Abstract:
Both prokaryotic and eukaryotic organisms use the nucleotide-binding domain/leucine-rich repeat (NBD/LRR)-triggered immunity (NLR-triggered immunity) signaling pathway to defend against pathogens. Plant NLRs are intracellular immune receptors that can bind to effector proteins secreted by pathogens. Dicotyledonous plants express a type of NLR known as TIR domain-containing NLRs (TNLs). TIR domains are enzymes that catalyze the production of small molecules that are essential for immune signaling and lead to plant cell death. The activation of downstream TNL signaling components, such as enhanced disease susceptibility 1 (EDS1), phytoalexin deficient 4 (PAD4), and senescence-associated gene 101 (SAG101), is facilitated by these small molecules. Helper NLRs (hNLRs) and the EDS1-PAD4/SAG101 complex associate after activation, causing the hNLRs to oligomerize, translocate to the plasma membrane (PM), and produce cation-selective channels. According to a recent theory, cations enter cells through pores created by oligomeric hNLRs and trigger cell death. Occasionally, TNLs can self-associate to create higher-order oligomers. Here, we categorized soybean TNLs based on the protein domains that they possess. We believe that TNLs may help soybean plants effectively fight pathogens by acting as a source of genetic resistance.
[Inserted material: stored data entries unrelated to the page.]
use bytes::Bytes;
use reqwest::Client;
use tracing::info;

use crate::error::{Error, Result};

/// A parsed `submit-application` form, ready to be re-encoded for the
/// automation webhook.
#[derive(Debug)]
pub struct ApplicationSubmission {
    pub fields: Vec<(String, String)>,
    pub resume: ResumeFile,
}

#[derive(Debug)]
pub struct ResumeFile {
    pub filename: String,
    pub content_type: String,
    pub data: Bytes,
}

/// What the upstream answered; relayed verbatim to the original caller.
#[derive(Debug)]
pub struct UpstreamReply {
    pub status: u16,
    pub content_type: Option<String>,
    pub body: Bytes,
}

/// Relays application submissions to the external workflow-automation
/// webhook. The route exists to bridge browser cross-origin restrictions;
/// no business logic happens here.
#[derive(Clone)]
pub struct AutomationService {
    client: Client,
    webhook_url: Option<String>,
}

impl AutomationService {
    pub fn new(webhook_url: Option<String>) -> Self {
        let client = Client::builder()
            .timeout(std::time::Duration::from_secs(30))
            .build()
            .expect("Failed to create HTTP client for automation service");

        let webhook_url = webhook_url.filter(|url| !url.trim().is_empty());

        if let Some(ref url) = webhook_url {
            info!("Automation webhook enabled, forwarding to: {}", url);
        } else {
            info!("Automation webhook disabled (AUTOMATION_WEBHOOK_URL not set)");
        }

        Self {
            client,
            webhook_url,
        }
    }

    pub fn is_enabled(&self) -> bool {
        self.webhook_url.is_some()
    }

    /// Re-encodes the submission as a fresh multipart form and POSTs it
    /// upstream, preserving the résumé's filename and content type.
    pub async fn forward_application(
        &self,
        submission: ApplicationSubmission,
    ) -> Result<UpstreamReply> {
        let url = self.webhook_url.as_ref().ok_or_else(|| {
            Error::Upstream("automation webhook is not configured (AUTOMATION_WEBHOOK_URL)".into())
        })?;

        let mut form = reqwest::multipart::Form::new();
        for (name, value) in submission.fields {
            form = form.text(name, value);
        }
        let part = reqwest::multipart::Part::bytes(submission.resume.data.to_vec())
            .file_name(submission.resume.filename)
            .mime_str(&submission.resume.content_type)?;
        form = form.part("resume", part);

        let response = self.client.post(url).multipart(form).send().await?;

        let status = response.status().as_u16();
        let content_type = response
            .headers()
            .get(reqwest::header::CONTENT_TYPE)
            .and_then(|value| value.to_str().ok())
            .map(str::to_string);
        let body = response.bytes().await?;

        info!(status, "Automation webhook replied");
        Ok(UpstreamReply {
            status,
            content_type,
            body,
        })
    }
}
In summary, the purpose of this review is to elucidate the range of TNLs that are expressed in soybean.
摘要:
原核和真核生物都使用核苷酸结合域/富含亮氨酸重复序列(NBD/LRR)触发的免疫(NLR触发的免疫)信号通路来防御病原体。植物NLR是可以结合病原体分泌的效应蛋白的细胞内免疫受体。双子叶植物表达一种NLR,称为含有TIR结构域的NLR(TNL)。TIR结构域是催化小分子产生的酶,所述小分子对于免疫信号传导是必需的并导致植物细胞死亡。下游TNL信号传导组件的激活,如疾病易感性增强1(EDS1),植物抗毒素缺乏4(PAD4),和衰老相关基因101(SAG101),是由这些小分子促进的。辅助NLR(hNLR)和EDS1-PAD4/SAG101复合物在激活后缔合,导致hNLR寡聚化,易位到质膜(PM),并产生阳离子选择性通道。根据最近的理论,阳离子通过寡聚hNLR产生的孔进入细胞并引发细胞死亡。偶尔,TNL可以自缔合以产生更高阶的寡聚体。这里,我们根据大豆的蛋白质结构域对它们进行了分类。我们认为,TNL可以通过充当遗传抗性的来源来帮助大豆植物有效对抗病原体。总之,这篇综述的目的是阐明在大豆中表达的TNL的范围。